Evaluate whether your crush is someone you would really like to date. As Erika V. Shearin Karres, author of "Crushes, Flirts and Friends," points out, crushes hold the potential of love but are most often temporary and superficial. Get to know more about the crush before asking her out. If you believe the two of you could be compatible, it's worth trying to pursue something more.

Step 2

Flirt with your crush before you try to get a date. Flirting will signal your romantic interest and give you a chance to gauge your crush's reactions. Try giving compliments, asking thoughtful questions about his life, using playful body language or touching him lightly on the arm or shoulder. If he doesn't seem receptive, it might be wise to wait before asking for a date.

Step 3

Display your true personality when you talk with a crush. It will help her get to know you better and may improve the chances that she will say yes to a date.

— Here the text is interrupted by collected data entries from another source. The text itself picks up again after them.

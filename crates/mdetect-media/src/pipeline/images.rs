//! Batch image pipeline.

use std::fmt::Write as _;
use std::path::{Path, PathBuf};

use mdetect_models::{FileFailure, FrameResult};
use tracing::{info, warn};

use crate::compositor::{read_still, Compositor};
use crate::detection::Ensemble;
use crate::error::{MediaError, MediaResult};
use crate::metrics;

/// Subfolder of the output directory holding label sidecars.
pub const LABELS_DIR: &str = "labels";

/// YOLO-format label sidecar options.
#[derive(Debug, Clone, Copy, Default, PartialEq, Eq)]
pub struct LabelExport {
    pub enabled: bool,
    /// Append the confidence as a sixth column
    pub with_confidence: bool,
}

/// Per-batch outcome.
#[derive(Debug, Clone, Default)]
pub struct BatchReport {
    pub processed: usize,
    pub failed: Vec<FileFailure>,
}

impl BatchReport {
    pub fn is_clean(&self) -> bool {
        self.failed.is_empty()
    }
}

/// Runs detection and compositing over every file of a directory.
#[derive(Clone, Default)]
pub struct ImagePipeline {
    compositor: Compositor,
    labels: LabelExport,
}

impl ImagePipeline {
    pub fn new(compositor: Compositor) -> Self {
        Self {
            compositor,
            labels: LabelExport::default(),
        }
    }

    pub fn with_labels(mut self, labels: LabelExport) -> Self {
        self.labels = labels;
        self
    }

    /// Process every regular file in `input_dir`, writing annotated copies
    /// under the same names in `output_dir`.
    ///
    /// Failures are recorded per file and the batch continues. Only a failure
    /// to list the input or create the output directory is returned as an
    /// error. Dot-files (in-flight uploads) are skipped.
    pub fn run(&self, ensemble: &Ensemble, input_dir: &Path, output_dir: &Path) -> MediaResult<BatchReport> {
        std::fs::create_dir_all(output_dir)?;

        let files = list_files(input_dir)?;
        let total = files.len();
        let mut report = BatchReport::default();

        for (index, path) in files.iter().enumerate() {
            let name = path
                .file_name()
                .map(|n| n.to_string_lossy().to_string())
                .unwrap_or_default();

            match self.process_file(ensemble, path, output_dir) {
                Ok(count) => {
                    report.processed += 1;
                    metrics::record_image(true);
                    info!(file = %name, detections = count, "Processed image {}/{}", index + 1, total);
                }
                Err(e) => {
                    metrics::record_image(false);
                    warn!(file = %name, error = %e, "Image failed {}/{}", index + 1, total);
                    report.failed.push(FileFailure {
                        file: name,
                        error: e.to_string(),
                    });
                }
            }
        }

        Ok(report)
    }

    /// Annotate one file; returns the number of detections drawn.
    pub fn process_file(&self, ensemble: &Ensemble, path: &Path, output_dir: &Path) -> MediaResult<usize> {
        let file_name = path
            .file_name()
            .ok_or_else(|| MediaError::FileNotFound(path.to_path_buf()))?;

        let still = read_still(path)?;
        let result = ensemble.run(&still.pixels)?;
        let annotated = self.compositor.render_still(&still, &result)?;

        annotated.save(output_dir.join(file_name))?;

        if self.labels.enabled {
            let (w, h) = still.pixels.dimensions();
            let stem = path.file_stem().unwrap_or(file_name).to_string_lossy();
            let labels_dir = output_dir.join(LABELS_DIR);
            std::fs::create_dir_all(&labels_dir)?;
            std::fs::write(
                labels_dir.join(format!("{}.txt", stem)),
                label_lines(&result, w, h, self.labels.with_confidence),
            )?;
        }

        Ok(result.len())
    }
}

fn list_files(dir: &Path) -> MediaResult<Vec<PathBuf>> {
    let mut files = Vec::new();
    for entry in std::fs::read_dir(dir)? {
        let entry = entry?;
        if entry.file_name().to_string_lossy().starts_with('.') {
            continue;
        }
        if entry.file_type()?.is_file() {
            files.push(entry.path());
        }
    }
    files.sort();
    Ok(files)
}

/// One `class cx cy w h [conf]` line per detection, normalized to the
/// stored image size.
fn label_lines(result: &FrameResult, width: u32, height: u32, with_confidence: bool) -> String {
    let mut out = String::new();
    for detection in result.iter() {
        let (cx, cy, w, h) = detection.bbox.to_normalized_center(width, height);
        let _ = write!(out, "{} {:.6} {:.6} {:.6} {:.6}", detection.class_id, cx, cy, w, h);
        if with_confidence {
            let _ = write!(out, " {:.6}", detection.confidence);
        }
        out.push('\n');
    }
    out
}

#[cfg(test)]
mod tests {
    use super::*;
    use crate::compositor::class_color;
    use crate::compositor::tests::jpeg_with_orientation;
    use crate::detection::ensemble::tests::{member, FailingDetector, ScoredDetector};
    use crate::detection::Detector;
    use image::{Rgb, RgbImage};
    use mdetect_models::{BoundingBox, Detection};

    fn scored(scores: &[f32]) -> ScoredDetector {
        ScoredDetector {
            name: "fish".to_string(),
            scores: scores.to_vec(),
        }
    }

    /// Reports one class-3 box at a fixed stored-pixel position.
    struct FixedBox;

    impl Detector for FixedBox {
        fn name(&self) -> &str {
            "fixed"
        }

        fn detect(&self, _image: &RgbImage, _threshold: f32) -> MediaResult<Vec<Detection>> {
            Ok(vec![Detection::new(BoundingBox::new(64.0, 16.0, 80.0, 32.0), 3, "ray", 0.9)])
        }
    }

    fn write_png(dir: &Path, name: &str) {
        RgbImage::from_pixel(32, 32, Rgb([0, 80, 160])).save(dir.join(name)).unwrap();
    }

    #[test]
    fn test_run_isolates_bad_files() {
        let input = tempfile::tempdir().unwrap();
        let output = tempfile::tempdir().unwrap();
        write_png(input.path(), "a.png");
        write_png(input.path(), "b.png");
        std::fs::write(input.path().join("notes.txt"), b"not an image").unwrap();
        std::fs::write(input.path().join(".c.png.part"), b"partial").unwrap();

        let ensemble = Ensemble::new(vec![member(scored(&[0.9, 0.8]), 0.5)]);
        let report = ImagePipeline::default()
            .run(&ensemble, input.path(), output.path())
            .unwrap();

        assert_eq!(report.processed, 2);
        assert_eq!(report.failed.len(), 1);
        assert_eq!(report.failed[0].file, "notes.txt");
        assert!(output.path().join("a.png").exists());
        assert!(output.path().join("b.png").exists());
        assert!(!output.path().join("notes.txt").exists());
    }

    #[test]
    fn test_exif_orientation_rotates_output_and_boxes() {
        let input = tempfile::tempdir().unwrap();
        let output = tempfile::tempdir().unwrap();

        // 96x48 stored: dark left half, white right half.
        let stored = RgbImage::from_fn(96, 48, |x, _| if x >= 48 { Rgb([255, 255, 255]) } else { Rgb([0, 0, 0]) });
        // JPEG payloads under .png names keep the annotated output lossless.
        for tag in [3u16, 6, 8] {
            std::fs::write(input.path().join(format!("orient_{}.png", tag)), jpeg_with_orientation(&stored, tag)).unwrap();
        }

        let report = ImagePipeline::default()
            .run(&Ensemble::new(vec![member(FixedBox, 0.5)]), input.path(), output.path())
            .unwrap();
        assert_eq!(report.processed, 3);

        let open = |tag: u16| image::open(output.path().join(format!("orient_{}.png", tag))).unwrap().to_rgb8();
        let is_white = |p: &Rgb<u8>| p.0.iter().all(|c| *c > 200);
        let is_dark = |p: &Rgb<u8>| p.0.iter().all(|c| *c < 60);
        let color = class_color(3);

        // 90 clockwise: white half at the bottom, box at (16, 64)-(32, 80).
        let out = open(6);
        assert_eq!(out.dimensions(), (48, 96));
        assert!(is_white(out.get_pixel(24, 90)));
        assert!(is_dark(out.get_pixel(24, 20)));
        assert_eq!(*out.get_pixel(24, 79), color);
        assert_eq!(*out.get_pixel(16, 72), color);

        // 180: white half on the left, box at (16, 16)-(32, 32).
        let out = open(3);
        assert_eq!(out.dimensions(), (96, 48));
        assert!(is_white(out.get_pixel(8, 40)));
        assert!(is_dark(out.get_pixel(80, 40)));
        assert_eq!(*out.get_pixel(24, 31), color);

        // 270 clockwise: white half on top, box at (16, 16)-(32, 32).
        let out = open(8);
        assert_eq!(out.dimensions(), (48, 96));
        assert!(is_white(out.get_pixel(8, 40)));
        assert!(is_dark(out.get_pixel(24, 80)));
        assert_eq!(*out.get_pixel(24, 31), color);
    }

    #[test]
    fn test_detector_failure_fails_only_that_file() {
        let input = tempfile::tempdir().unwrap();
        let output = tempfile::tempdir().unwrap();
        write_png(input.path(), "a.png");
        write_png(input.path(), "b.png");

        let ensemble = Ensemble::new(vec![member(FailingDetector, 0.5)]);
        let report = ImagePipeline::default()
            .run(&ensemble, input.path(), output.path())
            .unwrap();

        assert_eq!(report.processed, 0);
        assert_eq!(report.failed.len(), 2);
        assert!(!report.is_clean());
    }

    #[test]
    fn test_empty_ensemble_copies_images() {
        let input = tempfile::tempdir().unwrap();
        let output = tempfile::tempdir().unwrap();
        write_png(input.path(), "a.png");

        let report = ImagePipeline::default()
            .run(&Ensemble::default(), input.path(), output.path())
            .unwrap();

        assert!(report.is_clean());
        let out = image::open(output.path().join("a.png")).unwrap().to_rgb8();
        assert_eq!(*out.get_pixel(10, 10), Rgb([0, 80, 160]));
    }

    #[test]
    fn test_label_sidecars() {
        let input = tempfile::tempdir().unwrap();
        let output = tempfile::tempdir().unwrap();
        write_png(input.path(), "reef.png");

        let ensemble = Ensemble::new(vec![member(scored(&[0.9, 0.3]), 0.5)]);
        ImagePipeline::default()
            .with_labels(LabelExport {
                enabled: true,
                with_confidence: true,
            })
            .run(&ensemble, input.path(), output.path())
            .unwrap();

        let labels = std::fs::read_to_string(output.path().join("labels").join("reef.txt")).unwrap();
        let lines: Vec<_> = labels.lines().collect();
        assert_eq!(lines.len(), 1);
        // box (0,0)-(2,2) on a 32x32 image
        assert_eq!(lines[0], "0 0.031250 0.031250 0.062500 0.062500 0.900000");
    }

    #[test]
    fn test_missing_input_dir_is_an_error() {
        let output = tempfile::tempdir().unwrap();
        let missing = output.path().join("missing");
        assert!(ImagePipeline::default()
            .run(&Ensemble::default(), &missing, output.path())
            .is_err());
    }
}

Resist the urge to put pressure on yourself to act perfectly, be funny all the time or always say something interesting. Instead, enjoy the process of getting to know the other person, as Henry Cloud, author of "How to Get a Date Worth Keeping," recommends.

Step 4

Ask your crush to spend more time with you. Suggest that the two of you meet up for coffee, a meal or a game. Try to take pressure off yourself before asking by reminding yourself that the stakes are not as high as you think and that you shouldn't take any rejections personally. Ask casually and confidently--and stay true to your personality when you do.

Step 5

Build confidence before and during the process of asking someone out. Victorya Michaels Rogers, author of "The Automatic 2nd Date," encourages people to stand tall and hold their heads high, even if they don't feel as confident as they look. Use positive self-talk, praise your own actions and reward yourself for a job well done--even if the result doesn't always turn out to be what you wanted.